Esse aspecto estrutural em conjunto com o design das mecânicas confere ao jogo um forte incentivo ao replay, além de aliviar qualquer tipo de pressão para que o jogo seja finalizado logo, já que a proposta não inclui um roteiro com uma trama super envolvente e dinâmica que instigue o jogador a querer terminá-la.
Muito pelo contrário, Astrea trabalha com o mesmo tipo de narrativa que embala diversos jogos do gênero. Ela serve apenas de pano de fundo, trabalhando temáticas muito mais que instigando um determinado interesse em seu desenrolar. É um tipo de design muito comum que prioriza a jogabilidade acima da história, como vemos em inúmeros jogos da Nintendo, por exemplo. Mais que isso, é um ciclo que reflete as partidas que jogamos em jogos reais analógicos, com início, meio e fim.

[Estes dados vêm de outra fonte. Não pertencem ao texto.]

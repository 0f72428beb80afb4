//! API Routes
//!
//! Configures the Axum router with all cache server endpoints.

use axum::{routing::get, Router};
use tower_http::{
    cors::{Any, CorsLayer},
    trace::TraceLayer,
};

use super::handlers::{
    get_value_handler, group_stats_handler, health_handler, stats_handler, AppState,
};

/// Creates the main router with all endpoints configured.
///
/// # Endpoints
/// - `GET /api/:group/:key` - Fetch a value through the group
/// - `GET /stats` - Statistics for all groups
/// - `GET /stats/:group` - Statistics for one group
/// - `GET /health` - Health check endpoint
///
/// # Middleware
/// - CORS: Allows any origin (configurable for production)
/// - Tracing: Logs all requests for debugging
pub fn create_router(state: AppState) -> Router {
    // Configure CORS middleware
    let cors = CorsLayer::new()
        .allow_origin(Any)
        .allow_methods(Any)
        .allow_headers(Any);

    Router::new()
        .route("/api/:group/:key", get(get_value_handler))
        .route("/stats", get(stats_handler))
        .route("/stats/:group", get(group_stats_handler))
        .route("/health", get(health_handler))
        .layer(cors)
        .layer(TraceLayer::new_for_http())
        .with_state(state)
}
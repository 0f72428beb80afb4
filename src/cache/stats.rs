//! Cache Statistics Module
//!
//! Tracks per-group lookup, load and eviction counters.

use std::sync::atomic::{AtomicU64, Ordering};

use serde::Serialize;

// == Group Stats ==
/// Lock-free counters updated by a group on every request.
#[derive(Debug, Default)]
pub struct GroupStats {
    gets: AtomicU64,
    hits: AtomicU64,
    peer_loads: AtomicU64,
    peer_errors: AtomicU64,
    local_loads: AtomicU64,
    local_load_errors: AtomicU64,
}

impl GroupStats {
    pub fn new() -> Self {
        Self::default()
    }

    pub fn record_get(&self) {
        self.gets.fetch_add(1, Ordering::Relaxed);
    }

    pub fn record_hit(&self) {
        self.hits.fetch_add(1, Ordering::Relaxed);
    }

    pub fn record_peer_load(&self) {
        self.peer_loads.fetch_add(1, Ordering::Relaxed);
    }

    pub fn record_peer_error(&self) {
        self.peer_errors.fetch_add(1, Ordering::Relaxed);
    }

    pub fn record_local_load(&self) {
        self.local_loads.fetch_add(1, Ordering::Relaxed);
    }

    pub fn record_local_load_error(&self) {
        self.local_load_errors.fetch_add(1, Ordering::Relaxed);
    }

    // == Snapshot ==
    /// Copies the counters into a serializable snapshot.
    ///
    /// `evictions`, `entries` and `used_bytes` come from the group's cache store.
    pub fn snapshot(&self, evictions: u64, entries: usize, used_bytes: usize) -> CacheStats {
        let gets = self.gets.load(Ordering::Relaxed);
        let hits = self.hits.load(Ordering::Relaxed);
        CacheStats {
            gets,
            hits,
            misses: gets.saturating_sub(hits),
            peer_loads: self.peer_loads.load(Ordering::Relaxed),
            peer_errors: self.peer_errors.load(Ordering::Relaxed),
            local_loads: self.local_loads.load(Ordering::Relaxed),
            local_load_errors: self.local_load_errors.load(Ordering::Relaxed),
            evictions,
            entries,
            used_bytes,
        }
    }
}

// == Cache Stats ==
/// Point-in-time view of a group's statistics.
#[derive(Debug, Clone, Default, PartialEq, Serialize)]
pub struct CacheStats {
    /// Lookups with a non-empty key
    pub gets: u64,
    /// Lookups answered by the local cache
    pub hits: u64,
    /// Lookups that had to load
    pub misses: u64,
    /// Values fetched from a peer
    pub peer_loads: u64,
    /// Failed peer fetches
    pub peer_errors: u64,
    /// Successful loader invocations
    pub local_loads: u64,
    /// Failed loader invocations
    pub local_load_errors: u64,
    /// Entries evicted from the local cache
    pub evictions: u64,
    /// Entries currently resident
    pub entries: usize,
    /// Bytes currently resident (keys + values)
    pub used_bytes: usize,
}

impl CacheStats {
    // == Hit Rate ==
    /// Returns hits / gets, or 0.0 if no lookups have been made.
    pub fn hit_rate(&self) -> f64 {
        if self.gets == 0 {
            0.0
        } else {
            self.hits as f64 / self.gets as f64
        }
    }
}

// == Unit Tests ==
#[cfg(test)]
mod tests {
    use super::*;

    #[test]
    fn test_stats_new() {
        let stats = GroupStats::new().snapshot(0, 0, 0);
        assert_eq!(stats, CacheStats::default());
    }

    #[test]
    fn test_hit_rate_no_requests() {
        let stats = CacheStats::default();
        assert_eq!(stats.hit_rate(), 0.0);
    }

    #[test]
    fn test_hit_rate_mixed() {
        let counters = GroupStats::new();
        counters.record_get();
        counters.record_get();
        counters.record_hit();

        let stats = counters.snapshot(0, 1, 10);
        assert_eq!(stats.misses, 1);
        assert_eq!(stats.hit_rate(), 0.5);
        assert_eq!(stats.entries, 1);
        assert_eq!(stats.used_bytes, 10);
    }

    #[test]
    fn test_load_counters() {
        let counters = GroupStats::new();
        counters.record_peer_load();
        counters.record_peer_error();
        counters.record_peer_error();
        counters.record_local_load();
        counters.record_local_load_error();

        let stats = counters.snapshot(7, 0, 0);
        assert_eq!(stats.peer_loads, 1);
        assert_eq!(stats.peer_errors, 2);
        assert_eq!(stats.local_loads, 1);
        assert_eq!(stats.local_load_errors, 1);
        assert_eq!(stats.evictions, 7);
    }
}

Mas ao mesmo tempo Astrea é difícil de deixar de lado e parar de jogar. É um design que convida a jogar mais uma vez, experimentar um novo conjunto de dados e arriscar uma estratégia diferente. Uma fórmula já conhecida e eficiente em prender o jogador com suas mecânicas e que, mesmo oferecendo um objetivo final, seduz pra uma nova incursão, tal qual um bom jogo analógico como Paciência, pro exemplo, e tantos outros fazem.
As temáticas de poderes divinos e de destino se interlaçam caprichosamente entre os designs artísticos e de jogo, criando uma obra concisa, coerente em todos os seus aspectos e com um loop de gameplay que explora perfeitamente seus elementos para conferir horas e horas de jogo. Monte sua estratégia e se adapte ao seu destino, pois a vontade dos astros é definitiva.
Aqui, de fato, a culpa é das estrelas.
Astrea: Six Sided Oracles está disponível em todas as plataformas.
Agradecemos gentilmente a Akupara Games pelo envio de chave de Astrea: Six-Sided Oracles para análise.